Collect all lines from the records below that include the word "crate".

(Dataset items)
--- START ---
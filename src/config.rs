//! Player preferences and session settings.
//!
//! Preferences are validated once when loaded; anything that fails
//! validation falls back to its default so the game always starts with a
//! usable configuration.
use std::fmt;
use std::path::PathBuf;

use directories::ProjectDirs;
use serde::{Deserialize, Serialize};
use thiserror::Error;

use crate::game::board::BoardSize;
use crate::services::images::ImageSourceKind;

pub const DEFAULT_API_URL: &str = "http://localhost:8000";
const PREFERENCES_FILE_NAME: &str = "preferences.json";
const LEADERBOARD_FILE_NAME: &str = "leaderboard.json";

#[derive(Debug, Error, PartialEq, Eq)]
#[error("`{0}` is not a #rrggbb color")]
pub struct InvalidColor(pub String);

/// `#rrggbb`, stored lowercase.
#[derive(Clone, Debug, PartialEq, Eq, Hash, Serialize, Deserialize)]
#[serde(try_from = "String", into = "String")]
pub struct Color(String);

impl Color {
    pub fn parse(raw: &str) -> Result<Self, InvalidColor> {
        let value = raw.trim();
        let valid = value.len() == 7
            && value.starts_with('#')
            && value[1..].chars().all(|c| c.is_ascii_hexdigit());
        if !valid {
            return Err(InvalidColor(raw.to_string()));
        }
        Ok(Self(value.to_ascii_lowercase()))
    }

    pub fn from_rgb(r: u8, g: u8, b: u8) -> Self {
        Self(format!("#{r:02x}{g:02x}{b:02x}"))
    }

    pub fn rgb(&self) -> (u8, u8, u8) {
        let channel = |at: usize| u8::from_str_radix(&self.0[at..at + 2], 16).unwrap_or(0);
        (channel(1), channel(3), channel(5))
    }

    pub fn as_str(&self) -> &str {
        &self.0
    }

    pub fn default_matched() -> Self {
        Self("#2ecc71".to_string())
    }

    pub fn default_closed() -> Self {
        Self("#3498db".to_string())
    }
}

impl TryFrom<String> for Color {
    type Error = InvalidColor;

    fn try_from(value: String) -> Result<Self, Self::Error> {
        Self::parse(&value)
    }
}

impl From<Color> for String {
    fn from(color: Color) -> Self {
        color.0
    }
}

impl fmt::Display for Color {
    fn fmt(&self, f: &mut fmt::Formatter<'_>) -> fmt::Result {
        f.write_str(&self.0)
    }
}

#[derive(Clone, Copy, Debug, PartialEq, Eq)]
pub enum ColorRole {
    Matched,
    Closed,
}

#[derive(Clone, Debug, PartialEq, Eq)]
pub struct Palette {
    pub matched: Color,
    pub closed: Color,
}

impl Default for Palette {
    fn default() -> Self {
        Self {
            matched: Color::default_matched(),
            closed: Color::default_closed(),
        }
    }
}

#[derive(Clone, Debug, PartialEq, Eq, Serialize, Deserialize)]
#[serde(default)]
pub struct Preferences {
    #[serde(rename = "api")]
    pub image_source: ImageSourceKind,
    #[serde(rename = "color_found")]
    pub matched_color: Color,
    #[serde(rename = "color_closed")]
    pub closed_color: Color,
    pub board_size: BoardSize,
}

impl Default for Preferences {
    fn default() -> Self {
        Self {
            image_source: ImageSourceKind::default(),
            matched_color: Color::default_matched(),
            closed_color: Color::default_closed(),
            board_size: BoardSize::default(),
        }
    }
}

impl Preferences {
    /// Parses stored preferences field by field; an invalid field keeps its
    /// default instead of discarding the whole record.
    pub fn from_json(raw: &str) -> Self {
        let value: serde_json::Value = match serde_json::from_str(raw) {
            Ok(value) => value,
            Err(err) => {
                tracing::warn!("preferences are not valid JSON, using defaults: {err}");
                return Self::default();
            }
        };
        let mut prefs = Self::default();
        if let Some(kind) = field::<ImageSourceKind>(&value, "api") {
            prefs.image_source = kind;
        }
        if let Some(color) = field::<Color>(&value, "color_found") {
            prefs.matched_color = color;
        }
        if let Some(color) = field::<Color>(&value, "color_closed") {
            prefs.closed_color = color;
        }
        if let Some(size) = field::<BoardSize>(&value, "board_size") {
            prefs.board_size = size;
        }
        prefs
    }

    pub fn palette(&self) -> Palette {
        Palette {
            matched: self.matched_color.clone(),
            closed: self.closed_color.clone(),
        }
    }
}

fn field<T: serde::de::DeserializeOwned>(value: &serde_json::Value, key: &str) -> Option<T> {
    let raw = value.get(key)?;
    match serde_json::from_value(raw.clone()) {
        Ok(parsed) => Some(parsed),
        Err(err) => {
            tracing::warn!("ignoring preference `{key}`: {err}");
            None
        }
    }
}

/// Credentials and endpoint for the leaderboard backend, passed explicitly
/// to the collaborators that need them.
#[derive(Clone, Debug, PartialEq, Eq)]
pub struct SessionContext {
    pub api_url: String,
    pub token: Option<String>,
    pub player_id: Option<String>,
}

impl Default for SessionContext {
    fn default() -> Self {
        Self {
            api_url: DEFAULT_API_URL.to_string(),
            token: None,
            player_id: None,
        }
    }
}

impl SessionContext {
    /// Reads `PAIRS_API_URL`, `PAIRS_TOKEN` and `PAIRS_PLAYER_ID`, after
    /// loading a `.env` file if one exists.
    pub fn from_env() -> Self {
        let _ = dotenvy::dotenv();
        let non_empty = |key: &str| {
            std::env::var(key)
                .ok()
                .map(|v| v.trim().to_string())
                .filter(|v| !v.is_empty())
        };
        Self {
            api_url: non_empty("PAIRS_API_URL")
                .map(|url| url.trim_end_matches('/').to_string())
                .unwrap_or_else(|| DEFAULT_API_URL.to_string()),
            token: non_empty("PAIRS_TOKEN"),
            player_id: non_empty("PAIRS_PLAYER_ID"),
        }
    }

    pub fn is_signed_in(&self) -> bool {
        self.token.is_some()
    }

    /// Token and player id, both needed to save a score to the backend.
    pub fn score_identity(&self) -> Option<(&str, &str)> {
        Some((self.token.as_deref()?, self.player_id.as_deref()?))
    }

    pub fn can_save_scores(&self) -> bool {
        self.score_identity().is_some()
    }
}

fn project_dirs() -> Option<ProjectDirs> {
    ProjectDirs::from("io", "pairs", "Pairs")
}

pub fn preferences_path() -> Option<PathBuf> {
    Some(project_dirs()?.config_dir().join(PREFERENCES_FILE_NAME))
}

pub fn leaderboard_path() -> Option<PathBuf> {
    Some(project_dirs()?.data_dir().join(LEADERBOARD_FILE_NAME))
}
--- END ---
* [Solution to the problem]:
use crate::game::board::BoardSize;
use crate::services::images::ImageSourceKind;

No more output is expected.